仕事に出ればおおむね良いが、趣味に出ると始末が悪い。展示構成(東京都足立区)吉村勝博社長の場合は、趣味のビリヤードに出てしまった。 

仕事仲間から誘われたのは15年前のこと。ポケットにボールを入れるだけの単純な作業がうまくいかず、気がつけば週に10回入店するほど一瞬でのめり込んだ。ボールを突くキューのコレクションは7本。
どれも20万~40万円の高価なものばかりだ。

さぞ、妻の顰蹙(ひんしゅく)を買っているかと思いきや、そんなことはない。40万円する自慢のキューは、愛妻、葉子さんからプレゼントされたものだという。
吉村社長がビリヤードを始めてまだ1年にも満たないころ、仕事を終えてせっせと練習に没頭していると、当時友人の一人だった葉子さんから、夜中に突然の電話が入った。普段酒を飲まないにもかかわらず、会合で飲まされてしまい駅で動けなくなっていたのだ。
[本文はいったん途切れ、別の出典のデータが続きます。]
//! tracing 구독자 초기화

use tracing_subscriber::EnvFilter;

/// fmt 구독자를 설치합니다. `RUST_LOG`가 있으면 그 값이 우선합니다.
///
/// 이미 전역 구독자가 설치돼 있으면(호스트 앱이 먼저 설치한 경우 등) 아무것도 하지 않습니다.
pub fn init(default_filter: &str) {
    let filter = EnvFilter::try_from_default_env()
        .or_else(|_| EnvFilter::try_new(default_filter))
        .unwrap_or_else(|_| EnvFilter::new("info"));

    let _ = tracing_subscriber::fmt()
        .with_env_filter(filter)
        .with_target(false)
        .try_init();
}
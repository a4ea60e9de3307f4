/// External resynchronization hook. Concrete sources typically read a
/// tag register from the acquisition hardware reporting the slot it
/// last produced into.
pub trait TagSource: Send + Sync {
    fn current_tag(&self) -> u64;
}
 「こんな夜中まで遊んでいるのは吉村さんくらいのものだ」それが葉子さんが吉村社長に電話をした理由だ。

読みに間違いはなかった。

吉村社長はビリヤード場から一目散に駆けつけて、介抱に当たった。
それが二人の縁が結ばれるきっかけとなった。

酒を飲まないのは吉村社長も同じ。仕事量に比べれば、高価なキューなどかわいいものだ。
何より、ビリヤード場にいることを信じて疑われぬ吉村社長でなければ、一緒になるのはもう少し先だったかもしれない。